Saúde

Médico com sintomas de depressão tem 95% mais chance de relatar erro

Estudo aponta para problema de duas vias: saúde mental pode afetar trabalho do médico, enquanto um erro médico pode desencadear no profissional sintomas depressivos

Foto: Divulgação
Ao mesmo tempo, médicos que cometeram um erro tiveram risco 67% maior de apresentar sintomas depressivos no futuro.

Um artigo veiculado na revista médica Jama Network Open traz informações relevantes sobre a associação entre saúde mental de profissionais da medicina e erros médicos. Segundo a pesquisadora Karina Pereira Lima, primeira autora do artigo veiculado em novembro de 2019, o texto apresenta um indicador preocupante: um médico com sintomas depressivos tem 95% mais chances de relatar ter cometido um erro médico, na comparação com colegas de profissão que não apresentam estes sintomas. 

“Existem diversos estudos que demonstram que a depressão e os sintomas depressivos são altamente prevalentes entre médicos, que a prevalência é maior do que na população geral. Isso vai para dois lugares. Claro que há o prejuízo para o próprio médico. E, de duas décadas para cá, os estudos vêm sugerindo que a saúde mental do médico e dos outros profissionais de saúde está associada à qualidade do cuidado que eles prestam aos pacientes”, conta a pesquisadora.

Os inventários identificam sintomas típicos, como humor deprimido na maior parte do tempo, perda de prazer e interesse em atividades, alterações de apetite, alterações de sono e sentimento de culpa inadequada. “Esses inventários vão perguntar sobre esses sintomas de depressão. Se a pessoa atinge um determinado score, isso é sugestivo de que ela apresenta depressão”, explica Karina.

No entanto, só seria possível afirmar que esses médicos têm depressão se eles tivessem passado por uma entrevista clínica com um profissional de saúde mental qualificado para estabelecer o diagnóstico – o que não foi o caso.

Relação bidirecional

Além de calcular a probabilidade de médicos relatarem problemas, o trabalho de Karina também sugere que tanto erros médicos podem causar sintomas depressivos quanto o contrário. Nos dados analisados, médicos que cometeram um erro tiveram risco 67% maior de apresentar sintomas depressivos no futuro, na comparação com médicos que não relataram erros. Na direção contrária, a presença de sintomas depressivos resultava em um risco relativo de 62% de relatar um erro médico no futuro.
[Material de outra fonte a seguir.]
//! Browser-side half of the poll, without the DOM.
//!
//! [`widget::PollWidget`] runs the vote state machine and produces a
//! [`widget::PollView`] for whatever draws the bars. Tallies come from a
//! [`TallyBackend`]:
//!
//! - [`api::HttpTallyBackend`] talks to `/poll-api`; the server owns the counts.
//! - [`local_store::LocalPollStore`] keeps counts in device storage. It is the
//!   offline variant and disagrees with the server by construction, so only
//!   one of the two should back a given page.
//!
//! Vote-once is enforced by a marker in device storage. Clearing storage
//! clears the marker, so it gates the UI and nothing more.

pub mod api;
pub mod local_store;
pub mod storage;
pub mod widget;

use async_trait::async_trait;
use std::time::Duration;

use crate::error::ClientError;
use crate::models::{PollDefinition, Tallies, VoteResponse};

pub const DEFAULT_API_URL: &str = "https://robotwranglers.org/poll-api.php";
pub const DEFAULT_MARKER_KEY: &str = "userVotedCharleyVsGarry";
pub const REFRESH_INTERVAL: Duration = Duration::from_secs(5);
pub const REQUEST_TIMEOUT: Duration = Duration::from_secs(10);

#[async_trait]
pub trait TallyBackend: Send + Sync {
    async fn fetch_tallies(&self, poll_name: &str) -> Result<Tallies, ClientError>;

    async fn submit_vote(&self, poll_name: &str, option: &str) -> Result<VoteResponse, ClientError>;
}

#[derive(Debug, Clone)]
pub struct WidgetConfig {
    pub api_url: String,
    pub poll: PollDefinition,
    pub marker_key: String,
    pub refresh_interval: Duration,
    pub request_timeout: Duration,
}

impl Default for WidgetConfig {
    fn default() -> Self {
        Self {
            api_url: DEFAULT_API_URL.to_string(),
            poll: PollDefinition::default(),
            marker_key: DEFAULT_MARKER_KEY.to_string(),
            refresh_interval: REFRESH_INTERVAL,
            request_timeout: REQUEST_TIMEOUT,
        }
    }
}
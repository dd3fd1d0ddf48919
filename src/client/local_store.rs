use async_trait::async_trait;
use log::warn;
use std::sync::{Arc, Mutex};

use super::TallyBackend;
use super::storage::KeyValueStore;
use crate::error::ClientError;
use crate::models::{PollDefinition, Tallies, VoteResponse};

pub const LOCAL_VOTES_KEY: &str = "pollVotes";
pub const LOCAL_MARKER_KEY: &str = "robotPollVote";

/// Tallies kept in device storage under a single fixed key. Each device
/// counts only its own votes; nothing here is shared with the server.
pub struct LocalPollStore {
    store: Arc<dyn KeyValueStore>,
    poll: PollDefinition,
    write_lock: Mutex<()>,
}

impl LocalPollStore {
    pub fn new(store: Arc<dyn KeyValueStore>, poll: PollDefinition) -> Self {
        Self {
            store,
            poll,
            write_lock: Mutex::new(()),
        }
    }

    fn load(&self) -> Result<Tallies, ClientError> {
        let mut tallies = self.poll.zero_tallies();

        if let Some(raw) = self.store.get(LOCAL_VOTES_KEY)? {
            match serde_json::from_str::<Tallies>(&raw) {
                Ok(saved) => tallies.extend(saved),
                Err(e) => warn!("Discarding unreadable local tallies: {}", e),
            }
        }

        Ok(tallies)
    }
}

#[async_trait]
impl TallyBackend for LocalPollStore {
    // The key is fixed, so there is only ever one local poll.
    async fn fetch_tallies(&self, _poll_name: &str) -> Result<Tallies, ClientError> {
        self.load()
    }

    async fn submit_vote(&self, _poll_name: &str, option: &str) -> Result<VoteResponse, ClientError> {
        if !self.poll.has_option(option) {
            return Err(ClientError::UnknownOption(option.to_string()));
        }

        let _guard = self
            .write_lock
            .lock()
            .unwrap_or_else(|poisoned| poisoned.into_inner());

        let mut votes = self.load()?;
        *votes.entry(option.to_string()).or_insert(0) += 1;
        self.store
            .set(LOCAL_VOTES_KEY, &serde_json::to_string(&votes)?)?;

        Ok(VoteResponse {
            success: true,
            votes,
        })
    }
}

#[cfg(test)]
mod tests {
    use super::*;
    use crate::client::storage::MemoryStore;

    fn local_store() -> (Arc<MemoryStore>, LocalPollStore) {
        let memory = Arc::new(MemoryStore::new());
        let store = LocalPollStore::new(memory.clone(), PollDefinition::default());
        (memory, store)
    }

    #[tokio::test]
    async fn starts_with_zeroes() {
        let (_memory, store) = local_store();
        let tallies = store.fetch_tallies("charley-vs-garry").await.unwrap();
        assert_eq!(tallies, PollDefinition::default().zero_tallies());
    }

    #[tokio::test]
    async fn votes_persist_under_fixed_key() {
        let (memory, store) = local_store();
        store.submit_vote("charley-vs-garry", "charley").await.unwrap();
        let response = store.submit_vote("charley-vs-garry", "charley").await.unwrap();

        assert!(response.success);
        assert_eq!(response.votes["charley"], 2);
        assert_eq!(
            memory.get(LOCAL_VOTES_KEY).unwrap().as_deref(),
            Some(r#"{"charley":2,"garry":0}"#)
        );
    }

    #[tokio::test]
    async fn reads_tallies_written_by_the_old_page() {
        let (memory, store) = local_store();
        memory
            .set(LOCAL_VOTES_KEY, r#"{"charley": 4, "garry": 1}"#)
            .unwrap();

        let tallies = store.fetch_tallies("charley-vs-garry").await.unwrap();
        assert_eq!(tallies["charley"], 4);
        assert_eq!(tallies["garry"], 1);
    }

    #[tokio::test]
    async fn rejects_unknown_option() {
        let (memory, store) = local_store();
        let err = store.submit_vote("charley-vs-garry", "bob").await.unwrap_err();
        assert!(matches!(err, ClientError::UnknownOption(_)));
        assert_eq!(memory.get(LOCAL_VOTES_KEY).unwrap(), None);
    }

    #[tokio::test]
    async fn corrupt_tallies_fall_back_to_zero() {
        let (memory, store) = local_store();
        memory.set(LOCAL_VOTES_KEY, "not json").unwrap();
        let tallies = store.fetch_tallies("charley-vs-garry").await.unwrap();
        assert_eq!(tallies["charley"], 0);
    }
}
Os números trazem implicações importantes para o cuidado com os pacientes. Erros médicos estão listados entre as causas dos “eventos adversos” ocorridos dentro de hospitais. Segundo dados do Instituto de Estudos de Saúde Suplementar da UFMG, 54.769 pessoas morreram em 2017 em decorrência de eventos adversos graves relacionados à assistência hospitalar. Mais de 36 mil desses casos poderiam ter sido prevenidos. São números que constam no 2º Anuário da Segurança Assistencial Hospitalar no Brasil, produzido pelo instituto da UFMG. O anuário classifica como evento adverso qualquer incidente que resulte em dano ao paciente.

Prevenção e tratamento

Para Sonia Regina Loureiro, professora da FMRP e orientadora de Karina na pós-graduação, reduzir e prevenir a depressão entre os médicos exige dois focos distintos de atenção, um nas instituições e outro nos próprios médicos, especialmente naqueles que são residentes em formação.

As instituições formadoras de médicos devem propor “programas de prevenção ao desenvolvimento e o enfrentamento dos problemas de saúde mental, os quais são frequentes e persistentes” e “avaliações organizacionais contínuas e sigilosas”, afirma Sonia, que é coautora do artigo. Ela defende que as instituições devem também “oferecer além dos treinamentos técnicos estratégias sistematizadas de desenvolvimento de recursos pessoais como parte da formação médica e valorizar e oferecer programas de intervenção que abordem tanto estratégias individuais quanto institucionais de tratamento dos problemas de saúde mental, em especial da depressão”.